**ABOUT THIS EXERCISE**
Using the listing that follows, report how many lines include the word "anyhow", and add no other words.

**GIVEN ENTRIES**
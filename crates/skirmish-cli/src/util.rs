use std::{
    fs::File,
    io::{self, BufReader, BufWriter, Write},
    path::Path,
};

use anyhow::Context;

/// Writes `value` as pretty JSON to `output_path`, or to stdout when absent.
pub fn save_json<T>(value: &T, output_path: Option<&Path>) -> anyhow::Result<()>
where
    T: serde::Serialize,
{
    let (mut writer, display_path): (Box<dyn Write>, String) = match output_path {
        Some(path) => {
            let file = File::create(path)
                .with_context(|| format!("Failed to create output file: {}", path.display()))?;
            (Box::new(BufWriter::new(file)), path.display().to_string())
        }
        None => (Box::new(io::stdout().lock()), "stdout".to_owned()),
    };

    serde_json::to_writer_pretty(&mut writer, value)
        .with_context(|| format!("Failed to write JSON to {display_path}"))?;
    writeln!(writer)
        .and_then(|()| writer.flush())
        .with_context(|| format!("Failed to flush output to {display_path}"))?;
    Ok(())
}

pub fn read_json_file<T, P>(file_kind: &str, path: P) -> anyhow::Result<T>
where
    T: serde::de::DeserializeOwned,
    P: AsRef<Path>,
{
    let path = path.as_ref();
    let file = File::open(path)
        .with_context(|| format!("Failed to open {file_kind} file: {}", path.display()))?;
    let value = serde_json::from_reader(BufReader::new(file)).with_context(|| {
        format!("Failed to parse {file_kind} JSON file: {}", path.display())
    })?;
    Ok(value)
}
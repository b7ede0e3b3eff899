use chrono::{DateTime, Utc};
use serde::{Deserialize, Serialize};
use skirmish_engine::{ArenaConfig, ArenaSettings, EffectiveSettings, EndReason, EpisodeSummary};

#[derive(Debug, Clone, Deserialize, Serialize)]
pub struct SimulationReport {
    pub started_at: DateTime<Utc>,
    pub finished_at: DateTime<Utc>,
    pub seed: u64,
    pub config: ArenaConfig,
    pub final_settings: ArenaSettings,
    pub totals: SimulationTotals,
    pub episodes: Vec<EpisodeSummary>,
}

#[derive(Debug, Clone, Default, PartialEq, Deserialize, Serialize)]
pub struct SimulationTotals {
    pub episodes: usize,
    pub kills: usize,
    pub boundary_violations: usize,
    pub time_limits: usize,
    pub kill_rate: f32,
    pub mean_ticks: f32,
}

impl SimulationTotals {
    #[expect(clippy::cast_precision_loss)]
    pub fn from_episodes(episodes: &[EpisodeSummary]) -> Self {
        let count_reason = |reason: EndReason| {
            episodes
                .iter()
                .filter(|e| e.end_reason == Some(reason))
                .count()
        };
        let total_ticks: u64 = episodes.iter().map(|e| e.ticks).sum();
        let (kill_rate, mean_ticks) = if episodes.is_empty() {
            (0.0, 0.0)
        } else {
            let n = episodes.len() as f32;
            (
                count_reason(EndReason::Kill) as f32 / n,
                total_ticks as f32 / n,
            )
        };
        Self {
            episodes: episodes.len(),
            kills: count_reason(EndReason::Kill),
            boundary_violations: count_reason(EndReason::BoundaryViolation),
            time_limits: count_reason(EndReason::TimeLimit),
            kill_rate,
            mean_ticks,
        }
    }
}

#[derive(Debug, Clone, Serialize)]
pub struct ResolvedSettingsReport {
    pub episode: u64,
    pub settings: EffectiveSettings,
    pub soft_radius: f32,
    pub hard_radius: f32,
    pub spawn_radius: f32,
}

**PROBLEM SOLUTION**
3